磁珠法提取全血gDNA的流程主要分为裂解、结合、洗涤、洗脱四个核心步骤，具体操作及原理如下：

一、裂解

• 操作：取200μL全血样品，加入200μL裂解液（含GuHCl/SDS）和10μL蛋白酶K，充分混匀后于55°C水浴10分钟。

• 原理：裂解液中的GuHCl和SDS能够破坏细胞膜和核膜，使gDNA从细胞中释放出来。同时，加入RNA酶A（10μg/mL）可去除RNA干扰，确保提取的gDNA纯度。

二、结合

• 操作：加入300μL结合缓冲液和20μL磁珠（使用前颠倒或吹吸混匀），颠倒混匀10分钟。将离心管置于磁力架上1分钟，使磁珠被吸附，移走管内液体。

• 原理：调节pH至5.0-6.5（羧基磁珠最佳结合条件），创造高盐环境，屏蔽DNA磷酸基团的负电荷，促进其与磁珠表面官能团（如羧基、氨基等）的结合。磁珠表面修饰的官能团通过静电作用或共价键与DNA的磷酸骨架结合，实现特异性吸附。

三、洗涤

• 操作：加入500μL洗涤缓冲液Ⅰ，颠倒混匀数次后利用磁力架吸附磁珠，1分钟后移走管内液体。重复上述步骤，依次使用洗涤缓冲液Ⅱ和洗涤缓冲液Ⅲ进行洗涤。

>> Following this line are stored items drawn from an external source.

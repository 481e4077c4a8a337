//! Prelude module for convenient imports
//!
//! ```rust
//! use cultivation_core::prelude::*;
//! ```

// State
pub use crate::character::{Attributes, CharacterState};
pub use crate::stats::{derive_stats, DerivedStats};

// Combat
pub use crate::combat::{
    attempt_flee, resolve_round, start_encounter, use_battle_item, use_skill, BattleResult,
    BattleState,
};

// Progression
pub use crate::progression::{
    attempt_breakthrough, conclude_encounter, cultivate, heal_injury, meditate, retreat,
};

// Session
pub use crate::session::{Session, SessionEvent};

// Config
pub use crate::config::{ContentTables, GameConstants};

// Errors and shared types
pub use crate::error::ActionError;
pub use crate::types::{Attribute, Element, GearSlot, ItemUid};
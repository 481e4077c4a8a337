//! Action errors - every rejected engine action maps to one of these
//!
//! Engine operations take their input state by reference and return a new
//! value, so an `Err` always means the caller's state is untouched.

use crate::types::{GearSlot, ItemUid};
use thiserror::Error;

/// Broad category of a rejected action
#[derive(Debug, Clone, Copy, PartialEq, Eq)]
pub enum ErrorKind {
    /// An identifier is missing from its definition table or inventory
    InvalidReference,
    /// Not enough currency, MP, experience, slots or similar
    InsufficientResource,
    /// The action is not allowed in the current encounter state
    IllegalTransition,
}

/// A rejected engine action, with a user-facing message
#[derive(Error, Debug, Clone, PartialEq)]
pub enum ActionError {
    // === Invalid reference ===
    #[error("unknown item `{0}`")]
    UnknownItem(String),
    #[error("unknown skill `{0}`")]
    UnknownSkill(String),
    #[error("unknown map {0}")]
    UnknownMap(u32),
    #[error("item {0} is not in the inventory")]
    ItemNotOwned(ItemUid),
    #[error("no `{0}` left in the inventory")]
    ItemNotCarried(String),
    #[error("skill `{0}` has not been learned")]
    SkillNotLearned(String),

    // === Insufficient resource ===
    #[error("not enough MP ({need} needed, {have} available)")]
    NotEnoughMp { need: u32, have: i64 },
    #[error("not enough spirit stones ({need} needed, {have} available)")]
    NotEnoughStones { need: u64, have: u64 },
    #[error("`{skill}` is on cooldown for {rounds} more rounds")]
    OnCooldown { skill: String, rounds: u32 },
    #[error("cultivation is not yet complete")]
    CultivationIncomplete,
    #[error("cannot do that while injured")]
    Injured,
    #[error("not injured")]
    NotInjured,
    #[error("too weak to fight, rest first")]
    Exhausted,
    #[error("no free attribute points")]
    NoFreePoints,
    #[error("all skill slots are occupied")]
    SkillSlotsFull,
    #[error("skill `{0}` is already learned")]
    AlreadyLearned(String),
    #[error("already at the peak realm")]
    PeakRealm,
    #[error("`{0}` only takes effect during a breakthrough")]
    BreakthroughOnly(String),
    #[error("`{0}` cannot be used here")]
    NotUsable(String),
    #[error("{0:?} slot is empty")]
    SlotEmpty(GearSlot),
    #[error("skill slot {0} is empty")]
    SkillSlotEmpty(usize),
    #[error("invalid attribute allocation: {0}")]
    InvalidAllocation(String),

    // === Illegal transition ===
    #[error("the encounter has already concluded")]
    EncounterConcluded,
    #[error("the encounter is still ongoing")]
    EncounterOngoing,
    #[error("cannot act while stunned")]
    Stunned,
}

impl ActionError {
    /// Get the taxonomy category for this error
    pub fn category(&self) -> ErrorKind {
        match self {
            ActionError::UnknownItem(_)
            | ActionError::UnknownSkill(_)
            | ActionError::UnknownMap(_)
            | ActionError::ItemNotOwned(_)
            | ActionError::ItemNotCarried(_)
            | ActionError::SkillNotLearned(_) => ErrorKind::InvalidReference,
            ActionError::EncounterConcluded
            | ActionError::EncounterOngoing
            | ActionError::Stunned => ErrorKind::IllegalTransition,
            _ => ErrorKind::InsufficientResource,
        }
    }
}

#[cfg(test)]
mod tests {
    use super::*;

    #[test]
    fn test_categories() {
        assert_eq!(
            ActionError::UnknownSkill("s_x".into()).category(),
            ErrorKind::InvalidReference
        );
        assert_eq!(
            ActionError::NotEnoughMp { need: 20, have: 5 }.category(),
            ErrorKind::InsufficientResource
        );
        assert_eq!(
            ActionError::EncounterConcluded.category(),
            ErrorKind::IllegalTransition
        );
    }

    #[test]
    fn test_messages() {
        let err = ActionError::NotEnoughStones { need: 50, have: 10 };
        assert_eq!(
            err.to_string(),
            "not enough spirit stones (50 needed, 10 available)"
        );
    }
}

• 原理：使用70%乙醇等洗涤液去除盐分和杂质（如蛋白质、多糖等）。通过多次洗涤，确保磁珠表面清洁，提高gDNA的纯度。

四、洗脱

• 操作：加入50-100μL洗脱缓冲液（如TE缓冲液，pH 8.0），使磁珠重新悬浮，55°C水浴10分钟，其间轻轻晃动使DNA充分洗脱。将离心管置于磁力架1分钟，使磁珠被吸附，将液体转移至新的离心管中，得到纯化的DNA产物。

• 原理：使用低盐缓冲液（如TE缓冲液）改变环境，破坏静电和氢键作用，使DNA从磁珠上解吸附下来。通过加热和轻轻晃动，促进DNA的洗脱效率。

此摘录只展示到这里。